**HOW TO COMPLETE THIS TASK:**
Filter the entries below down to the lines that hold "ProxyError".

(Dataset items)
☆ ☆ ☆
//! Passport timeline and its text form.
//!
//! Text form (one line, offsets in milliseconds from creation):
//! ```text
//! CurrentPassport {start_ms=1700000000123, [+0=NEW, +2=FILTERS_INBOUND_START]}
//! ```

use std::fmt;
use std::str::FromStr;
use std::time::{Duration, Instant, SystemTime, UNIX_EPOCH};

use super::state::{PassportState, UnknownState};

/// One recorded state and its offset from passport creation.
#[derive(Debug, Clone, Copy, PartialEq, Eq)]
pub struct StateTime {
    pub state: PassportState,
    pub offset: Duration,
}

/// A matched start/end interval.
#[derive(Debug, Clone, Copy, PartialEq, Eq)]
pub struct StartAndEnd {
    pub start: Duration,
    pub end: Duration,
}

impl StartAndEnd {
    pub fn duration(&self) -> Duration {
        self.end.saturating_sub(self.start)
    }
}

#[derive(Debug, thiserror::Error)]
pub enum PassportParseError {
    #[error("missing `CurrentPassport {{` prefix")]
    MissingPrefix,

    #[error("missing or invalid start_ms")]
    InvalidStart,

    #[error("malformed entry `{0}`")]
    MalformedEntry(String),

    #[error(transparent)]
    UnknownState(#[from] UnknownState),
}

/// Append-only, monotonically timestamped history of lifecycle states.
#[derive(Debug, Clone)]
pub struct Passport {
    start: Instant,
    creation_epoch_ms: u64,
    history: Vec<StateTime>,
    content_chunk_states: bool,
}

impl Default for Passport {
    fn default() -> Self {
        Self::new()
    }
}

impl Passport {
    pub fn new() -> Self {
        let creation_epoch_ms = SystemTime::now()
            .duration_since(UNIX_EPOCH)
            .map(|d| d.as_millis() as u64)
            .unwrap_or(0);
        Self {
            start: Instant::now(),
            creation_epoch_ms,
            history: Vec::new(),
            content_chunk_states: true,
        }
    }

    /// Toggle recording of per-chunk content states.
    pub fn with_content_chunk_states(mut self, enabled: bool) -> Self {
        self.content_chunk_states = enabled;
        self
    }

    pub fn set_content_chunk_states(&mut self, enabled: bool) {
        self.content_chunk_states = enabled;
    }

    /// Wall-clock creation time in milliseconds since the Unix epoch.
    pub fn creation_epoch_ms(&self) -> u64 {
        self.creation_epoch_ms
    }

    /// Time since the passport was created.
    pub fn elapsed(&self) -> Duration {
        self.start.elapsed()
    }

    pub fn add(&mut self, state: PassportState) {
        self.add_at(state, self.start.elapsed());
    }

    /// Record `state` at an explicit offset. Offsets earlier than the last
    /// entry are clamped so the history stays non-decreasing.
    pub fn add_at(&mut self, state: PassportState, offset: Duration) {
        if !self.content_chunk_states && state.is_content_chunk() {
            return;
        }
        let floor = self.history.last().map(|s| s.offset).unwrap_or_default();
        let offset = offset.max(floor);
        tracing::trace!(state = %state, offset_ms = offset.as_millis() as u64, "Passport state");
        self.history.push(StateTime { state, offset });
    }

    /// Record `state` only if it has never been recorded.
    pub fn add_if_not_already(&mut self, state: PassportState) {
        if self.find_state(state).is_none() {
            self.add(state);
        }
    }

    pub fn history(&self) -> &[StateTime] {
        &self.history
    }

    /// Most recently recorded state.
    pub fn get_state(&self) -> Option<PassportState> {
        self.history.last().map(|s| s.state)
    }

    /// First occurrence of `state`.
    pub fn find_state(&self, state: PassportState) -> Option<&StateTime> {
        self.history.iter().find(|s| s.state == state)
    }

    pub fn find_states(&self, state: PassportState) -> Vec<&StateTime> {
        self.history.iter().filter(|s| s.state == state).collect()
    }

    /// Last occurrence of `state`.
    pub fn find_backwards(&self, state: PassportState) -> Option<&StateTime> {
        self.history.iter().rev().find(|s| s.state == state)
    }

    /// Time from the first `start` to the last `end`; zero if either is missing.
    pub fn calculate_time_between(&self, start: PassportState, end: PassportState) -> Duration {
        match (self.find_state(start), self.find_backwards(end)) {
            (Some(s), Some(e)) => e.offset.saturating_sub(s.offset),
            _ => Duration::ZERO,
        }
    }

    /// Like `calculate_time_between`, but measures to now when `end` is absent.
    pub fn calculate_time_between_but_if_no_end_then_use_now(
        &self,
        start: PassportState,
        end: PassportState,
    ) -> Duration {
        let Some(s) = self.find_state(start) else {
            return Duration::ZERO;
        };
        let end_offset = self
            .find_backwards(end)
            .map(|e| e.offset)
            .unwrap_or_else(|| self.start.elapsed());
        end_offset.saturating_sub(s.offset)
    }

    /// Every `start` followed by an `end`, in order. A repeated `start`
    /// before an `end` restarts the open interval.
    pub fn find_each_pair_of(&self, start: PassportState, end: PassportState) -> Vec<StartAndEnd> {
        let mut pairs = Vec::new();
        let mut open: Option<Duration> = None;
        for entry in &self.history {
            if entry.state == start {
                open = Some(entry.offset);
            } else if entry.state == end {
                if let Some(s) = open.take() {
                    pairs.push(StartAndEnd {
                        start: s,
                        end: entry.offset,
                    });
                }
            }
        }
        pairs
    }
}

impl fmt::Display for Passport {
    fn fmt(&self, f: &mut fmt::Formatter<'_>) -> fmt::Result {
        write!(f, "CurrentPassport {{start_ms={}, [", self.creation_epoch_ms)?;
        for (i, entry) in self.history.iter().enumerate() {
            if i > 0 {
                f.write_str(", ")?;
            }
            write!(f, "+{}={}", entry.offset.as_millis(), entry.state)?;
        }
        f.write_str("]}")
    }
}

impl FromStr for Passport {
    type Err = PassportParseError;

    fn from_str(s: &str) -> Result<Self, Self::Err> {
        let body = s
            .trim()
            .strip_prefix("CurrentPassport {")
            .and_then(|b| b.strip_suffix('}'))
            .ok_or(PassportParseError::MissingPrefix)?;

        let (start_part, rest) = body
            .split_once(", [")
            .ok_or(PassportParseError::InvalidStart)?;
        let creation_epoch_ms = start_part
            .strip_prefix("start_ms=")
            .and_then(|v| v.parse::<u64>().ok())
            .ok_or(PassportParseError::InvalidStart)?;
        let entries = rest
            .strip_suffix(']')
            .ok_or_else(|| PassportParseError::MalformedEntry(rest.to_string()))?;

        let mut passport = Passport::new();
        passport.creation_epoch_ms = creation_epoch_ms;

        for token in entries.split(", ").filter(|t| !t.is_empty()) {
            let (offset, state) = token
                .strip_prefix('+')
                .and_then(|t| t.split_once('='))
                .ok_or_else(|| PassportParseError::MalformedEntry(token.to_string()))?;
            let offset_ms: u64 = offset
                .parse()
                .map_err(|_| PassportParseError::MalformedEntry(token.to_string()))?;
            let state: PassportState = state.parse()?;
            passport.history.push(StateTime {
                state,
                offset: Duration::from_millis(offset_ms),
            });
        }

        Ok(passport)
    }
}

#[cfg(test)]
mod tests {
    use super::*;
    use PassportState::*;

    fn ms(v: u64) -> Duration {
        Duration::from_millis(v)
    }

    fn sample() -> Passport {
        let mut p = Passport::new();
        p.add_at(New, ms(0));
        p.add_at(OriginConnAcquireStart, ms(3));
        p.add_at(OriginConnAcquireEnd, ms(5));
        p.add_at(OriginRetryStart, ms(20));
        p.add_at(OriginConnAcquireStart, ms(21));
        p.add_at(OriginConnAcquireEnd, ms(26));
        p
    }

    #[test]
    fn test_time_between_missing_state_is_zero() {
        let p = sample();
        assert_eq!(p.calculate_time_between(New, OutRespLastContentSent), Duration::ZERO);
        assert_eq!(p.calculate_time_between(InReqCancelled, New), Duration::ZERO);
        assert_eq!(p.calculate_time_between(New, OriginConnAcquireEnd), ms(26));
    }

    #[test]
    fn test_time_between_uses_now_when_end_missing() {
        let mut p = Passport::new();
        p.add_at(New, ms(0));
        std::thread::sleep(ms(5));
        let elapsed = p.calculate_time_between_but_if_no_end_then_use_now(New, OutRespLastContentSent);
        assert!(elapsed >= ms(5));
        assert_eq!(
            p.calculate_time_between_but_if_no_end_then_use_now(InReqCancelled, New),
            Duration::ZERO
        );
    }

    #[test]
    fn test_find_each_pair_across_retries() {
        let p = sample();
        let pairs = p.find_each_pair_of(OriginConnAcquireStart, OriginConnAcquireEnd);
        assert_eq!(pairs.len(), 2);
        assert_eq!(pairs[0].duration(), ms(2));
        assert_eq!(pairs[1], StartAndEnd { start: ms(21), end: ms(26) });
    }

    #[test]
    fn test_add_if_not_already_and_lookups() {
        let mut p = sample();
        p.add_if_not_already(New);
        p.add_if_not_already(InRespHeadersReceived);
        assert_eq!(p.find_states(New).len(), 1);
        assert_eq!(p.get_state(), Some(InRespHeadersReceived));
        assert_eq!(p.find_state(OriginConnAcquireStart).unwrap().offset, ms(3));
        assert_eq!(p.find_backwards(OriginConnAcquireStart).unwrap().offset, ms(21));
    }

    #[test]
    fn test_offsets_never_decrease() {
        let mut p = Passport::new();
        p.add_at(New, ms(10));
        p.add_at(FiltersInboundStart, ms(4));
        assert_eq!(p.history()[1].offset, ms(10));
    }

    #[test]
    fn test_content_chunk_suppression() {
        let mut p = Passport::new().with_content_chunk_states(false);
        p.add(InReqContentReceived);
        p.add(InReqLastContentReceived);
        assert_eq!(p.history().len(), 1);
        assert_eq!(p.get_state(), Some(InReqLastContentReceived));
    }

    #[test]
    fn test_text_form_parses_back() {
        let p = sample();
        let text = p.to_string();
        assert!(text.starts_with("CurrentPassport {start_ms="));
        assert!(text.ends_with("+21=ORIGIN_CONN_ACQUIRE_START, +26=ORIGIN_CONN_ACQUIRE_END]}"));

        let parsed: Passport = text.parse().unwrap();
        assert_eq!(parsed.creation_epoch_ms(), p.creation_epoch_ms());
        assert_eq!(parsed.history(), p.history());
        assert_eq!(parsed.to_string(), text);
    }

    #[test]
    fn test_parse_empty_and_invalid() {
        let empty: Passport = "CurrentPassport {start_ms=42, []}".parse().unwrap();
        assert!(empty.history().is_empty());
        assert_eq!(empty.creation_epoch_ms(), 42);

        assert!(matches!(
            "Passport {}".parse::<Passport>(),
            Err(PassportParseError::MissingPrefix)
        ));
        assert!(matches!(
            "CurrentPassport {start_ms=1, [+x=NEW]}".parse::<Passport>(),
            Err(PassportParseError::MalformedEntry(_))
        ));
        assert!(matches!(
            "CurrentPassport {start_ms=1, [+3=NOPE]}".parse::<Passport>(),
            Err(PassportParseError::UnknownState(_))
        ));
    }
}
☆ ☆ ☆
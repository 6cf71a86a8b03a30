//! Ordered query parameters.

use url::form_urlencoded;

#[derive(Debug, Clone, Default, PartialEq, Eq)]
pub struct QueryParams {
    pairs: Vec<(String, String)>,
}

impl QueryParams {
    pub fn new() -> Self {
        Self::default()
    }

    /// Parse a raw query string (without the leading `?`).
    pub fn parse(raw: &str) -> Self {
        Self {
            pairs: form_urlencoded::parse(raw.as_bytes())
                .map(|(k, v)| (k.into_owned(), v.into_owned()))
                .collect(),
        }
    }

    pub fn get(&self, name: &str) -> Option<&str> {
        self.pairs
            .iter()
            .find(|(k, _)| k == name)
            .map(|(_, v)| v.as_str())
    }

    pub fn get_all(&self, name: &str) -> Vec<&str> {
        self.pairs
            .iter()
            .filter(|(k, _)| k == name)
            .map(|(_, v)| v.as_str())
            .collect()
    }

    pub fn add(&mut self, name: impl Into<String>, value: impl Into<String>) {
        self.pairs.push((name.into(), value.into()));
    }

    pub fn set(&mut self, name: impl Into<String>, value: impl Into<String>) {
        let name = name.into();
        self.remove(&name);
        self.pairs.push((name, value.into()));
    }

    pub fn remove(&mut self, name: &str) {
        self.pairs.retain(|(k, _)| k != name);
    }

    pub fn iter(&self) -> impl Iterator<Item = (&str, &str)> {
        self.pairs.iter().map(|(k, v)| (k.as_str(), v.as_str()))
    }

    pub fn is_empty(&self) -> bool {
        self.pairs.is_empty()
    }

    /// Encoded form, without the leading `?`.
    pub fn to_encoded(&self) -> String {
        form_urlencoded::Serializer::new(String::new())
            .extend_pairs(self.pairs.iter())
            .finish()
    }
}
☆ ☆ ☆
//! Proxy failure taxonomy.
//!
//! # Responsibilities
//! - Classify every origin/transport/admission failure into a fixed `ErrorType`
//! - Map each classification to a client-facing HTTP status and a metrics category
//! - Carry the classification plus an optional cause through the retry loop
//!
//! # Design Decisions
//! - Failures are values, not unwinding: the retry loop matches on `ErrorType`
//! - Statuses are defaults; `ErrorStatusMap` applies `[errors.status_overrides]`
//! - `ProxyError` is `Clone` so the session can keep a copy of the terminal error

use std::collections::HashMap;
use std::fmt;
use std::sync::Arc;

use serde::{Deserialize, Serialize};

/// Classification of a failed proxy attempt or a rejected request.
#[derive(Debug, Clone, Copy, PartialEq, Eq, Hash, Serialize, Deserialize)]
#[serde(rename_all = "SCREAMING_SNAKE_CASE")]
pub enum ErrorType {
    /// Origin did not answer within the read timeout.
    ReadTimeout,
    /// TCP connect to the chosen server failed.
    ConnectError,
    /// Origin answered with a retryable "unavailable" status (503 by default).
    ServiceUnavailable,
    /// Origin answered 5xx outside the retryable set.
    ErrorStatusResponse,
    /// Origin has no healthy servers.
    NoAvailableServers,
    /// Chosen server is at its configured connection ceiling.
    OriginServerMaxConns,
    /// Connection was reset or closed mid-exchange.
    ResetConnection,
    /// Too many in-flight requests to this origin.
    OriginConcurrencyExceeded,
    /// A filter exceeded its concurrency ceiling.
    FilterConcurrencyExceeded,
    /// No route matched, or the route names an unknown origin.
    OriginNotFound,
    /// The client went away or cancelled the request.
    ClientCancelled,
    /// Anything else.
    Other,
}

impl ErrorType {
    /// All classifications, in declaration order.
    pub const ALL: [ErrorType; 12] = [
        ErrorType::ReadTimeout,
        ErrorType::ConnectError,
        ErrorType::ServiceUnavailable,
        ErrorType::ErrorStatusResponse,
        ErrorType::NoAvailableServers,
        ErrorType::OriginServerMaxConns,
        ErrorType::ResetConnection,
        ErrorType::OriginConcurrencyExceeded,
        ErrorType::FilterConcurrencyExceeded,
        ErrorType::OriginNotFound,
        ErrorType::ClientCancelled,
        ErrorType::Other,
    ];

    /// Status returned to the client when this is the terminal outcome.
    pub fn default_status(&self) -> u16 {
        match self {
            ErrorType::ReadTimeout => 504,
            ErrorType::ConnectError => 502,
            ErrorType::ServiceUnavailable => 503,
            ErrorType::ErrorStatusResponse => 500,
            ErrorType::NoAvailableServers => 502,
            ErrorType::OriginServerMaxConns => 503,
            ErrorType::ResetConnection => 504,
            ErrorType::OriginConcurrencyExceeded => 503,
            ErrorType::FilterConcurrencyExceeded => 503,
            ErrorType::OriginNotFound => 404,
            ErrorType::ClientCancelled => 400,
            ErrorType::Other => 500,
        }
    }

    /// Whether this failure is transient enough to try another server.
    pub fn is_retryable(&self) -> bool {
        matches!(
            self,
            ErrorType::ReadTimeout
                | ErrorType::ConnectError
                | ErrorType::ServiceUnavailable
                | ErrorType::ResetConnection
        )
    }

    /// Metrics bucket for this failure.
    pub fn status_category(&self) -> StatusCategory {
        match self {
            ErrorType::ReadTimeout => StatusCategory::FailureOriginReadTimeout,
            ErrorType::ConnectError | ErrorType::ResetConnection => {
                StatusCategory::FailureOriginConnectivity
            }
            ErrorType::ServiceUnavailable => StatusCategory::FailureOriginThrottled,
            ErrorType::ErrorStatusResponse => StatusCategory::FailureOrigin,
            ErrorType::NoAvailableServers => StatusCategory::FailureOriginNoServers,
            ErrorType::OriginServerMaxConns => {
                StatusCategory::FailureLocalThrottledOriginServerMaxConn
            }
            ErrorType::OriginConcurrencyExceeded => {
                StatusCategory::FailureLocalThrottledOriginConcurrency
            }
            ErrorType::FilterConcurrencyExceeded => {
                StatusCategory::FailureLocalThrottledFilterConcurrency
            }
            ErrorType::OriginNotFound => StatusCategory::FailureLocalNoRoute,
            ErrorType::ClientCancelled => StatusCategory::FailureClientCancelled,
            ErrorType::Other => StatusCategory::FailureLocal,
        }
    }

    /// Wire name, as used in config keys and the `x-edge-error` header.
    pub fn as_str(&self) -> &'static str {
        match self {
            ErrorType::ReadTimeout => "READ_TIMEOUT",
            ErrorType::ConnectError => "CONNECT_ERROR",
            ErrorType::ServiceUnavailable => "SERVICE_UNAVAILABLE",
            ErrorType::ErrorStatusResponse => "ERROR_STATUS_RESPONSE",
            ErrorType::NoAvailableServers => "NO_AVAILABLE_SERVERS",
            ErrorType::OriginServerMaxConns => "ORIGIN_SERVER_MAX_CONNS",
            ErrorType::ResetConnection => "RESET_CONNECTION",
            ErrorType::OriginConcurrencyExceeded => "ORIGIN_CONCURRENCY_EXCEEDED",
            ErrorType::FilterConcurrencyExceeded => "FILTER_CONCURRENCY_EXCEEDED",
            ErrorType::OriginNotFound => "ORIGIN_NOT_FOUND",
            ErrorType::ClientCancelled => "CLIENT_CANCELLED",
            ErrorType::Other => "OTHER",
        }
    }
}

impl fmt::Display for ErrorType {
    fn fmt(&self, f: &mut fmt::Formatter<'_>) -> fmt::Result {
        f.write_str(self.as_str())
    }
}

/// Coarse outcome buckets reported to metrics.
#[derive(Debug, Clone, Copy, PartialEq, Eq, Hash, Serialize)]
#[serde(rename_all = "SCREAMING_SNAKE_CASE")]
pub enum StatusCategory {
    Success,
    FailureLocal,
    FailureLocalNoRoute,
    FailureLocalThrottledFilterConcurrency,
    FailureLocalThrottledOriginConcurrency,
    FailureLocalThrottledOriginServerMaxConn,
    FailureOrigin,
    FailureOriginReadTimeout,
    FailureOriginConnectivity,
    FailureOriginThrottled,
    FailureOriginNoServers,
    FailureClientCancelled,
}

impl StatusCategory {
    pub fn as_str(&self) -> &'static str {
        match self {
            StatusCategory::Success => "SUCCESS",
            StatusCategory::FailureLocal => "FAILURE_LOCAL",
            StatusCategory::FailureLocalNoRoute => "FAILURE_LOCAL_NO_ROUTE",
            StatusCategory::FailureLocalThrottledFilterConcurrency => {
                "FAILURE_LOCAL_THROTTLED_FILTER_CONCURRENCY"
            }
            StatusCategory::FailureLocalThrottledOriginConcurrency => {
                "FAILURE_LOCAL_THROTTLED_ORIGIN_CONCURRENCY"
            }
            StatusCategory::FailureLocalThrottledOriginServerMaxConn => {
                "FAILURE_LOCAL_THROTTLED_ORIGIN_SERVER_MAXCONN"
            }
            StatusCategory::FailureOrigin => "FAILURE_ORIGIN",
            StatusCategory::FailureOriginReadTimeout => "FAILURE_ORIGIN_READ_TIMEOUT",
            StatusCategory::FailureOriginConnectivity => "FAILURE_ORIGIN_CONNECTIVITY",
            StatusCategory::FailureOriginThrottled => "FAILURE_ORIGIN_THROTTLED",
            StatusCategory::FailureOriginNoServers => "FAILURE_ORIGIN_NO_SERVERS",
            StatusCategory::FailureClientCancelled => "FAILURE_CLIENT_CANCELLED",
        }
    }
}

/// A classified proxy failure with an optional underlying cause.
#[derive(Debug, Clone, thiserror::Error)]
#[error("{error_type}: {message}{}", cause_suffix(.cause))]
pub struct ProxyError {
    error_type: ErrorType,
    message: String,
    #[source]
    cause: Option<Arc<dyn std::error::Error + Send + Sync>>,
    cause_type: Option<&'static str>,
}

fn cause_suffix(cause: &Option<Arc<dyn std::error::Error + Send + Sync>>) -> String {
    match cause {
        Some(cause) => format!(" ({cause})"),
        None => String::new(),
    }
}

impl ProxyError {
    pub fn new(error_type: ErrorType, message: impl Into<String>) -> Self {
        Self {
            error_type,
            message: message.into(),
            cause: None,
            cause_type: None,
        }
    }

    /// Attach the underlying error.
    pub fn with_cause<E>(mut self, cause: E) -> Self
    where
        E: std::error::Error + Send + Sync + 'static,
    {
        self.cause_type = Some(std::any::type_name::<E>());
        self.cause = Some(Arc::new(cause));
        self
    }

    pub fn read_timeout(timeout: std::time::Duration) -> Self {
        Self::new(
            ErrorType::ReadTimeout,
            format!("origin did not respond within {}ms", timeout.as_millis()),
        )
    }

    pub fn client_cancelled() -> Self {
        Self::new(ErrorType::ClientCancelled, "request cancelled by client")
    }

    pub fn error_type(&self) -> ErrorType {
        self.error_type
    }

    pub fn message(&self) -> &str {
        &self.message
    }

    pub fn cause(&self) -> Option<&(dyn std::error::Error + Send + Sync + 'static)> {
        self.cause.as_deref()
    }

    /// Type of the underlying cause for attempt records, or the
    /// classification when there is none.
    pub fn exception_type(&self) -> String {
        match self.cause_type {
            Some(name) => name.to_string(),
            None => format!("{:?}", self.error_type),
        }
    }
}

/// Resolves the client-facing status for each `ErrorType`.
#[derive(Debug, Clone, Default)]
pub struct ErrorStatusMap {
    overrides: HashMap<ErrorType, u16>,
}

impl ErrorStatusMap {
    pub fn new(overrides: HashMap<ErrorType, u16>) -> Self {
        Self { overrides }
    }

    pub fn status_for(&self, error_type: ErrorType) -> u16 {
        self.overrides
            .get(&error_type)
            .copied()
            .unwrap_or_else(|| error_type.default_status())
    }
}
☆ ☆ ☆
**RESPONSE TO THIS TASK:**
//! - `ProxyError` is `Clone` so the session can keep a copy of the terminal error
pub struct ProxyError {
impl ProxyError {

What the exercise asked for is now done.